Abstract
Antibody–drug conjugates are increasingly being used for cancer therapy, but little is known about their ability to promote anticancer immunity, which may lead to long-lasting remissions. We investigated the therapeutic effect of antibody-based pharmacodelivery of cemadotin, a cytotoxic drug, and IL2, a strong proinflammatory cytokine. Using the F8 antibody, which selectively localizes to the tumor neovasculature, combination treatment led to tumor eradication, in a process dependent on CD8+ T cells and natural killer cells in the C1498 syngeneic mouse model of acute myelogenous leukemia. The clinical combination of antibody–drug conjugates and antibody–cytokine proteins should be facilitated by their orthogonal toxicity profiles. Mol Cancer Ther; 13(7); 1772–6. ©2014 AACR.
This article is featured in Highlights of This Issue, p. 1677
Introduction
There is a growing interest in pharmaceutical biotechnology to “arm” tumor-targeting antibodies with bioactive payloads, such as cytotoxic drugs and cytokines, to increase activity at the site of disease and spare normal tissues (1–4). Antibody–drug conjugates (ADC) and antibody–cytokine fusion proteins (immunocytokines) represent two advanced classes of armed antibodies.
ADCs are on the market. Adcetris (brentuximab-vedotin) is approved for the treatment of refractory Hodgkin lymphoma and anaplastic large-cell lymphoma, whereas Kadcyla (trastuzumab-emtansine) is applied for the treatment of metastatic Her2+ breast cancer. Over 30 novel ADCs against hematologic and solid tumors are in clinical development.

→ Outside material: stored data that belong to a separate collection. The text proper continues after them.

//! Networks the tool knows about and the runtime `Config` built from them.

use anyhow::{anyhow, Context, Result};
use ethers::types::Address;
use std::env;
use url::Url;

#[derive(Clone, Copy, Debug, PartialEq, Eq)]
pub enum NetworkKind {
    Mainnet,
    Testnet,
    Layer2,
    Sidechain,
}

/// A built-in network: RPC, explorer and fee model.
#[derive(Clone, Debug)]
pub struct Network {
    pub name: &'static str,
    pub chain_id: u64,
    pub symbol: &'static str,
    pub rpc: &'static str,
    pub explorer: Option<&'static str>,
    /// Type 2 (EIP-1559) transactions accepted
    pub eip1559: bool,
    pub kind: NetworkKind,
}

pub const NETWORKS: &[Network] = &[
    Network {
        name: "Ethereum",
        chain_id: 1,
        symbol: "ETH",
        rpc: "https://ethereum-rpc.publicnode.com",
        explorer: Some("https://etherscan.io"),
        eip1559: true,
        kind: NetworkKind::Mainnet,
    },
    Network {
        name: "Sepolia",
        chain_id: 11155111,
        symbol: "ETH",
        rpc: "https://ethereum-sepolia-rpc.publicnode.com",
        explorer: Some("https://sepolia.etherscan.io"),
        eip1559: true,
        kind: NetworkKind::Testnet,
    },
    Network {
        name: "Optimism",
        chain_id: 10,
        symbol: "ETH",
        rpc: "https://mainnet.optimism.io",
        explorer: Some("https://optimistic.etherscan.io"),
        eip1559: true,
        kind: NetworkKind::Layer2,
    },
    Network {
        name: "Base",
        chain_id: 8453,
        symbol: "ETH",
        rpc: "https://mainnet.base.org",
        explorer: Some("https://basescan.org"),
        eip1559: true,
        kind: NetworkKind::Layer2,
    },
    Network {
        name: "Arbitrum One",
        chain_id: 42161,
        symbol: "ETH",
        rpc: "https://arb1.arbitrum.io/rpc",
        explorer: Some("https://arbiscan.io"),
        eip1559: true,
        kind: NetworkKind::Layer2,
    },
    Network {
        name: "Polygon",
        chain_id: 137,
        symbol: "POL",
        rpc: "https://polygon-rpc.com",
        explorer: Some("https://polygonscan.com"),
        eip1559: true,
        kind: NetworkKind::Sidechain,
    },
    Network {
        name: "Gnosis Chain",
        chain_id: 100,
        symbol: "xDAI",
        rpc: "https://rpc.gnosischain.com",
        explorer: Some("https://gnosisscan.io"),
        eip1559: true,
        kind: NetworkKind::Sidechain,
    },
    Network {
        name: "BNB Chain",
        chain_id: 56,
        symbol: "BNB",
        rpc: "https://bsc-dataseed.binance.org",
        explorer: Some("https://bscscan.com"),
        eip1559: false,
        kind: NetworkKind::Sidechain,
    },
    Network {
        name: "Avalanche C-Chain",
        chain_id: 43114,
        symbol: "AVAX",
        rpc: "https://avalanche-c-chain-rpc.publicnode.com",
        explorer: Some("https://snowtrace.io"),
        eip1559: true,
        kind: NetworkKind::Sidechain,
    },
];

/// Legacy-gas chains outside the table (Ethereum Classic, Fantom Opera)
const LEGACY_GAS_CHAINS: &[u64] = &[61, 250];

/// CREATE2 deployment of the disperse contract, identical on every chain
pub const DEFAULT_DISPERSE_ADDRESS: &str = "0xD152f549545093347A162Dce210e7293f1452150";

pub const DEFAULT_CONFIRMATION_TIMEOUT_SECS: u64 = 180;

pub const DEFAULT_CHAIN_ID: u64 = 11155111;

pub fn network(chain_id: u64) -> Option<&'static Network> {
    NETWORKS.iter().find(|n| n.chain_id == chain_id)
}

pub fn is_builtin_chain_id(chain_id: u64) -> bool {
    network(chain_id).is_some()
}

pub fn supports_eip1559(chain_id: u64) -> bool {
    match network(chain_id) {
        Some(n) => n.eip1559,
        None => !LEGACY_GAS_CHAINS.contains(&chain_id),
    }
}

/// `{explorer}/tx/{hash}`, if the chain has a known explorer
pub fn tx_explorer_url(chain_id: u64, tx_hash: &str) -> Option<String> {
    network(chain_id)?.explorer.map(|base| format!("{}/tx/{}", base, tx_hash))
}

pub fn address_explorer_url(chain_id: u64, address: &str) -> Option<String> {
    network(chain_id)?.explorer.map(|base| format!("{}/address/{}", base, address))
}

/// Public deployment with `disperseEther` and `disperseToken` only
pub fn default_disperse_address() -> Address {
    DEFAULT_DISPERSE_ADDRESS.parse().unwrap_or_default()
}

#[derive(Clone, Debug)]
pub struct Config {
    pub rpc_url: String,
    pub chain_id: u64,
    pub disperse_address: Address,
    /// Applied to the node's gas price: 0.8 slow, 1.0 standard, 1.5 fast
    pub gas_speed_multiplier: f32,
    pub confirmation_timeout_secs: u64,
    /// Name and symbol of a user-defined network
    pub custom_label: Option<(String, String)>,
}

impl Config {
    pub fn for_chain(chain_id: u64, rpc_url: impl Into<String>) -> Self {
        Self {
            rpc_url: rpc_url.into(),
            chain_id,
            disperse_address: default_disperse_address(),
            gas_speed_multiplier: 1.0,
            confirmation_timeout_secs: DEFAULT_CONFIRMATION_TIMEOUT_SECS,
            custom_label: None,
        }
    }

    pub fn from_network(network: &Network) -> Self {
        Self::for_chain(network.chain_id, network.rpc)
    }

    pub fn from_custom_network(network: &crate::user_settings::CustomNetwork) -> Self {
        let mut config = Self::for_chain(network.chain_id, network.rpc_url.clone());
        config.custom_label = Some((network.label.clone(), network.native_token.clone()));
        config
    }

    /// Apply `MULTISEND_*` and `GAS_SPEED_MULTIPLIER` from the environment
    pub fn with_env_overrides(mut self) -> Result<Self> {
        if let Ok(raw) = env::var("MULTISEND_CHAIN_ID") {
            let chain_id: u64 = raw
                .trim()
                .parse()
                .with_context(|| format!("MULTISEND_CHAIN_ID is not a number: {}", raw))?;
            if chain_id != self.chain_id {
                if let Some(n) = network(chain_id) {
                    self.rpc_url = n.rpc.to_string();
                }
                self.chain_id = chain_id;
                self.custom_label = None;
            }
        }
        if let Ok(raw) = env::var("MULTISEND_RPC_URL") {
            let url = Url::parse(raw.trim()).map_err(|e| anyhow!("MULTISEND_RPC_URL is invalid: {}", e))?;
            self.rpc_url = url.to_string();
        }
        if let Ok(raw) = env::var("MULTISEND_DISPERSE_ADDRESS") {
            self.disperse_address = raw
                .trim()
                .parse()
                .map_err(|_| anyhow!("MULTISEND_DISPERSE_ADDRESS is not an address: {}", raw))?;
        }
        if let Some(speed) = env::var("GAS_SPEED_MULTIPLIER").ok().and_then(|v| v.trim().parse::<f32>().ok()) {
            self.gas_speed_multiplier = speed;
        }
        Ok(self)
    }

    pub fn native_token(&self) -> &str {
        match (&self.custom_label, network(self.chain_id)) {
            (Some((_, symbol)), _) => symbol.as_str(),
            (None, Some(n)) => n.symbol,
            (None, None) => "ETH",
        }
    }

    pub fn network_label(&self) -> &str {
        match (&self.custom_label, network(self.chain_id)) {
            (Some((name, _)), _) => name.as_str(),
            (None, Some(n)) => n.name,
            (None, None) => "Unknown",
        }
    }
}

impl Default for Config {
    fn default() -> Self {
        match network(DEFAULT_CHAIN_ID) {
            Some(n) => Self::from_network(n),
            None => Self::for_chain(DEFAULT_CHAIN_ID, "https://rpc.sepolia.org"),
        }
    }
}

Immunocytokines, carrying IL2 as immunostimulatory payload, have shown selective tumor accumulation and anticancer activity, allowing these agents to progress to phase II clinical trials for the treatment of metastatic solid tumors (5). The most advanced candidates at present are immunocytokines directed against the melanoma and neuroblastoma cellular target GD2 disialoganglioside (h14.18-IL2) or the splice-isoform A1 of tenascin-C (F16-IL2) and extradomain B of fibronectin (L19-IL2), which are markers of the tumor neovasculature (5). Recently, we have shown that neovascular-targeting immunocytokines can be efficient for the treatment of hematologic malignancies, including lymphomas and certain acute leukemias (6, 7).
ADCs are typically studied in immunocompromised mice, due to a lack of interspecies cross-reactivity for many antibodies. As a consequence, preclinical studies with ADCs focus on cytotoxic activity, without addressing the impact of immune-mediated anticancer mechanisms. However, anticancer immunity (e.g., as a consequence of IL2 treatment) can lead to cures (8, 9) and it is known that certain cytotoxic agents may display immunomodulatory properties that justify their therapeutic application beyond chemotherapy (10, 11).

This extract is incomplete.